(INFORMATION begins)
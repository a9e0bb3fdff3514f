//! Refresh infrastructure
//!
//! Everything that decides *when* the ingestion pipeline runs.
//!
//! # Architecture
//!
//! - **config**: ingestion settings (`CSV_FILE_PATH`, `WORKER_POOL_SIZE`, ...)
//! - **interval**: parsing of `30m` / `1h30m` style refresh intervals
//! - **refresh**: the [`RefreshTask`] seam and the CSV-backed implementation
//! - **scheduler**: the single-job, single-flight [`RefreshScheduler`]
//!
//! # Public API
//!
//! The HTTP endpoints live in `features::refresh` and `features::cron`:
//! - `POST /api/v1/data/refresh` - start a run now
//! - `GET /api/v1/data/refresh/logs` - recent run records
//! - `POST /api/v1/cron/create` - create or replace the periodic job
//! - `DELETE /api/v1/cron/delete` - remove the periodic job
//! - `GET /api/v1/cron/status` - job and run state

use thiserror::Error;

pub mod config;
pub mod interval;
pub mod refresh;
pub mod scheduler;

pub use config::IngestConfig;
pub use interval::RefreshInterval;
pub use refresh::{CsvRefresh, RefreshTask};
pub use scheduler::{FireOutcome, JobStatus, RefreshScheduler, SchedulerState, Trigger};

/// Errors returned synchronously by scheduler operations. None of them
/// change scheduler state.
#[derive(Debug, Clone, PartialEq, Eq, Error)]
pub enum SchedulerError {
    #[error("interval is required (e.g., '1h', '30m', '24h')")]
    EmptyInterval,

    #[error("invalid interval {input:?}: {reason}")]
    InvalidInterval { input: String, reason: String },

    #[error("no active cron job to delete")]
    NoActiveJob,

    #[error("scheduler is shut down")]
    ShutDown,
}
(INFORMATION ends)
(INFORMATION begins)
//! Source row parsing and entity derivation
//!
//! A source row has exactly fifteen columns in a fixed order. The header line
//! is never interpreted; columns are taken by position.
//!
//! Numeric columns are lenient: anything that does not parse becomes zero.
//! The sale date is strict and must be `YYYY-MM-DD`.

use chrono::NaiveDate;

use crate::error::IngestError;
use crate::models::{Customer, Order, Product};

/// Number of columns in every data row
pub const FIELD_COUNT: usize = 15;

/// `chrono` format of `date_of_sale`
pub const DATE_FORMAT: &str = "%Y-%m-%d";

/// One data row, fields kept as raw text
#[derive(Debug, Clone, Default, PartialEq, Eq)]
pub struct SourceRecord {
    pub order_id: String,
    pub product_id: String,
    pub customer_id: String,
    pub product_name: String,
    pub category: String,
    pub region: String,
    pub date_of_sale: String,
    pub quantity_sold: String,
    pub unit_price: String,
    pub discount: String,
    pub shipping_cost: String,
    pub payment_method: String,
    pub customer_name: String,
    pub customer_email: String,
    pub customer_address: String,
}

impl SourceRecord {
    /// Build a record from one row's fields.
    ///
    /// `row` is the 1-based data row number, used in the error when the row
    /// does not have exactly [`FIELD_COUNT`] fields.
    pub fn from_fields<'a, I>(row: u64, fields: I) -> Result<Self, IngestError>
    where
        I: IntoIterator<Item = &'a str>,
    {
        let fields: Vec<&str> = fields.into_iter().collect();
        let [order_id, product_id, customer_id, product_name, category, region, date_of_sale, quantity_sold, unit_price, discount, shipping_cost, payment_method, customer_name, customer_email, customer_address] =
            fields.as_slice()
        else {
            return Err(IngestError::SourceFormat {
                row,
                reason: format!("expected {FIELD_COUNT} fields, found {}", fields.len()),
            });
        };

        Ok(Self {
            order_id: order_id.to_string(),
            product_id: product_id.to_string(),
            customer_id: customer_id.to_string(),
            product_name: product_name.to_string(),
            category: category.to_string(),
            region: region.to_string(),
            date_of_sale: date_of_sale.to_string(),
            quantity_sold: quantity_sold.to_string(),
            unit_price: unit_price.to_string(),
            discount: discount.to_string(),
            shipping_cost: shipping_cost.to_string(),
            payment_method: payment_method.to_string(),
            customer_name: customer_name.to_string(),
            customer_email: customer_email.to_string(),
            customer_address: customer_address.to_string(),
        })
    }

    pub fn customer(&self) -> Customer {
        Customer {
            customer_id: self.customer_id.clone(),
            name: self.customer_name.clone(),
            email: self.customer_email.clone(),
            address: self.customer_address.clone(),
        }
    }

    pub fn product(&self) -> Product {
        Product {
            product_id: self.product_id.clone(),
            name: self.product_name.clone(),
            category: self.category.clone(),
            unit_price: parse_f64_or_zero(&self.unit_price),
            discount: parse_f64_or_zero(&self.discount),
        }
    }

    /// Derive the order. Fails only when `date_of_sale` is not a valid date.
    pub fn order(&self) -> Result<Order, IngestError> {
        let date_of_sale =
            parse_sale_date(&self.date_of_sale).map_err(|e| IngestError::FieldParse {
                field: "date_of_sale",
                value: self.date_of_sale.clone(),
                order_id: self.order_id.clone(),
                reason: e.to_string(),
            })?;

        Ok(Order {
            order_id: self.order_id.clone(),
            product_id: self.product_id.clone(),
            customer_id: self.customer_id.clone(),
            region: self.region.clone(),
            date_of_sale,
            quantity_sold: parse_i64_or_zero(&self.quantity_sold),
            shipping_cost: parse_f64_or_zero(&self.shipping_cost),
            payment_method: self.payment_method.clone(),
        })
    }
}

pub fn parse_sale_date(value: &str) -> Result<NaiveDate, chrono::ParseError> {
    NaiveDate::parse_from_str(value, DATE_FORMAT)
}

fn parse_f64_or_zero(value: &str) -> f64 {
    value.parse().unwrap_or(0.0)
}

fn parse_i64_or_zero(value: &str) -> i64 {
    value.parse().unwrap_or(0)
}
(INFORMATION ends)
Please give back, exactly as it stands above, the stretch from the line with "ingestion pipeline runs." through the line with "the CSV-backed implementation", and no line outside it.

//! Everything that decides *when* the ingestion pipeline runs.
//!
//! # Architecture
//!
//! - **config**: ingestion settings (`CSV_FILE_PATH`, `WORKER_POOL_SIZE`, ...)
//! - **interval**: parsing of `30m` / `1h30m` style refresh intervals
//! - **refresh**: the [`RefreshTask`] seam and the CSV-backed implementation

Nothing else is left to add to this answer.